### Aim of the task
Write out the entries below exactly. End with the line that contains "NaiveDate::from_ymd_opt(date.0, date.1, date.2)".

** Opening Data for review block **

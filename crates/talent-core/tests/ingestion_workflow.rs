use chrono::{NaiveDate, NaiveDateTime};
use talent_core::pipeline::{PipelineService, ScrubOutcome, SqliteStore};
use tempfile::TempDir;

fn service_in(dir: &TempDir) -> PipelineService {
    let store = SqliteStore::open(dir.path().join("pipeline.db")).expect("store opens");
    PipelineService::new(store, true)
}

fn at(date: (i32, u32, u32)) -> NaiveDateTime {
    NaiveDate::from_ymd_opt(date.0, date.1, date.2)
        .unwrap()
        .and_hms_opt(8, 0, 0)
        .unwrap()
}

const WEEK_ONE: &str = "\
שם מועמד,דוא\"ל,שם המשרה,מצב שיוך למשרה,מגייס,תחילת גיוס,רמה 2,מקור הגעה
דנה לוי,dana@example.com,מפתח Backend,חדש,יעל,2025-05-01,פיתוח,LinkedIn
נעם כהן,noam@example.com,אנליסט נתונים,סינון טלפוני,דני,2025-05-03,מו\"פ,חבר מביא חבר
";

const WEEK_TWO: &str = "\
שם מועמד,דוא\"ל,שם המשרה,מצב שיוך למשרה,מגייס,תחילת גיוס,רמה 2,מקור הגעה
דנה לוי,dana@example.com,מפתח Backend,ראיון HR,רות,2025-06-01,פיתוח,LinkedIn
";

#[test]
fn reingesting_the_same_export_does_not_duplicate() {
    let dir = TempDir::new().expect("tempdir");
    let service = service_in(&dir);

    let first = service
        .ingest_csv("week1.csv", WEEK_ONE, at((2025, 5, 10)))
        .expect("first upload");
    assert_eq!(first.rows_processed, 2);

    let second = service
        .ingest_csv("week1.csv", WEEK_ONE, at((2025, 5, 10)))
        .expect("second upload");
    assert_ne!(first.batch_id, second.batch_id);

    let rows = service.rows().expect("rows");
    assert_eq!(rows.len(), 2, "same natural keys must reconcile, not duplicate");
}

#[test]
fn start_date_sticks_while_status_and_recruiter_follow_the_latest_upload() {
    let dir = TempDir::new().expect("tempdir");
    let service = service_in(&dir);

    service
        .ingest_csv("week1.csv", WEEK_ONE, at((2025, 5, 10)))
        .expect("week one");
    service
        .ingest_csv("week2.csv", WEEK_TWO, at((2025, 6, 7)))
        .expect("week two");

    let rows = service.rows().expect("rows");
    let dana = rows
        .iter()
        .find(|row| row.candidate_name == "דנה לוי")
        .expect("dana present");

    assert_eq!(dana.start_date, NaiveDate::from_ymd_opt(2025, 5, 1).unwrap());
    assert_eq!(dana.status, "ראיון HR");
    assert_eq!(dana.recruiter, "רות");
}

#[test]
fn revert_removes_exactly_the_batch_and_is_idempotent() {
    let dir = TempDir::new().expect("tempdir");
    let service = service_in(&dir);

    service
        .ingest_csv("week1.csv", WEEK_ONE, at((2025, 5, 10)))
        .expect("week one");
    let second = service
        .ingest_csv("week2.csv", WEEK_TWO, at((2025, 6, 7)))
        .expect("week two");

    let receipt = service
        .revert_batch(&second.batch_id, at((2025, 6, 8)))
        .expect("revert");
    // Dana's application was restamped by week two, so the revert takes
    // it out; Noam's untouched application survives.
    assert_eq!(receipt.applications_removed, 1);

    let rows = service.rows().expect("rows");
    assert_eq!(rows.len(), 1);
    assert_eq!(rows[0].candidate_name, "נעם כהן");

    let again = service
        .revert_batch(&second.batch_id, at((2025, 6, 9)))
        .expect("second revert");
    assert_eq!(again.applications_removed, 0);
}

#[test]
fn rejected_upload_persists_nothing() {
    let dir = TempDir::new().expect("tempdir");
    let service = service_in(&dir);

    let err = service
        .ingest_csv(
            "broken.csv",
            "שם מועמד,סטטוס\nדנה,חדש\n",
            at((2025, 5, 10)),
        )
        .expect_err("missing job title column");
    assert!(err.to_string().contains("job title"));

    assert!(service.rows().expect("rows").is_empty());
    assert!(service.batch_history(10).expect("history").is_empty());
}

#[test]
fn missing_email_yields_a_stable_placeholder_identity() {
    let dir = TempDir::new().expect("tempdir");
    let service = service_in(&dir);

    let csv = "שם מועמד,שם המשרה\nרון ברק,מהנדס QA\n";
    service
        .ingest_csv("a.csv", csv, at((2025, 5, 10)))
        .expect("first");
    service
        .ingest_csv("b.csv", csv, at((2025, 5, 17)))
        .expect("second");

    let rows = service.rows().expect("rows");
    assert_eq!(rows.len(), 1);
    assert_eq!(rows[0].email, "רון.ברק@unknown.com");
}

#[test]
fn sensitive_columns_are_masked_and_audited_during_ingestion() {
    let dir = TempDir::new().expect("tempdir");
    let service = service_in(&dir);

    let csv = "\
שם מועמד,שם המשרה,טלפון נייד
דנה לוי,מפתח Backend,052-1234567
";
    service
        .ingest_csv("pii.csv", csv, at((2025, 5, 10)))
        .expect("upload");

    let logs = service.audit_trail(10).expect("audit");
    let mask_entry = logs
        .iter()
        .find(|entry| entry.action == "column_mask")
        .expect("mask audited");
    assert!(mask_entry.details.contains("טלפון נייד"));
    assert!(!mask_entry.details.contains("052-1234567"));
}

#[test]
fn scrubber_kill_switch_persists_across_service_instances() {
    let dir = TempDir::new().expect("tempdir");

    {
        let service = service_in(&dir);
        assert!(service.scrubber_status().expect("status"));
        service
            .set_scrubber(false, at((2025, 5, 10)))
            .expect("disable");
        match service.scrub("ת.ז 305123456", at((2025, 5, 10))).expect("scrub") {
            ScrubOutcome::Disabled => {}
            ScrubOutcome::Scrubbed(_) => panic!("scrub must be refused while disabled"),
        }
    }

    let service = service_in(&dir);
    assert!(
        !service.scrubber_status().expect("status"),
        "persisted setting outranks the configured default"
    );

    service.set_scrubber(true, at((2025, 5, 11))).expect("enable");
    match service.scrub("ת.ז 305123456", at((2025, 5, 11))).expect("scrub") {
        ScrubOutcome::Scrubbed(report) => {
            assert_eq!(report.counts.id_numbers, 1);
            assert!(!report.text.contains("305123456"));
        }
        ScrubOutcome::Disabled => panic!("scrub must run once re-enabled"),
    }
}

#[test]
fn data_health_penalizes_unassigned_records() {
    let dir = TempDir::new().expect("tempdir");
    let service = service_in(&dir);

    let csv = "\
שם מועמד,שם המשרה,מגייס
דנה לוי,מפתח Backend,יעל
נעם כהן,אנליסט נתונים,
";
    service
        .ingest_csv("week.csv", csv, at((2025, 5, 10)))
        .expect("upload");

    let health = service.data_health().expect("health");
    assert!(health.health_score < 100);
    assert_eq!(health.total_records, 2);
    assert!(!health.missing_data.is_empty());
    assert_eq!(health.logs.len(), 1);
}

** Closing Data for review block **

### Written response
filename crates/talent-core/tests/ingestion_workflow.rs
use chrono::{NaiveDate, NaiveDateTime};
use talent_core::pipeline::{PipelineService, ScrubOutcome, SqliteStore};
use tempfile::TempDir;

fn service_in(dir: &TempDir) -> PipelineService {
    let store = SqliteStore::open(dir.path().join("pipeline.db")).expect("store opens");
    PipelineService::new(store, true)
}

fn at(date: (i32, u32, u32)) -> NaiveDateTime {
    NaiveDate::from_ymd_opt(date.0, date.1, date.2)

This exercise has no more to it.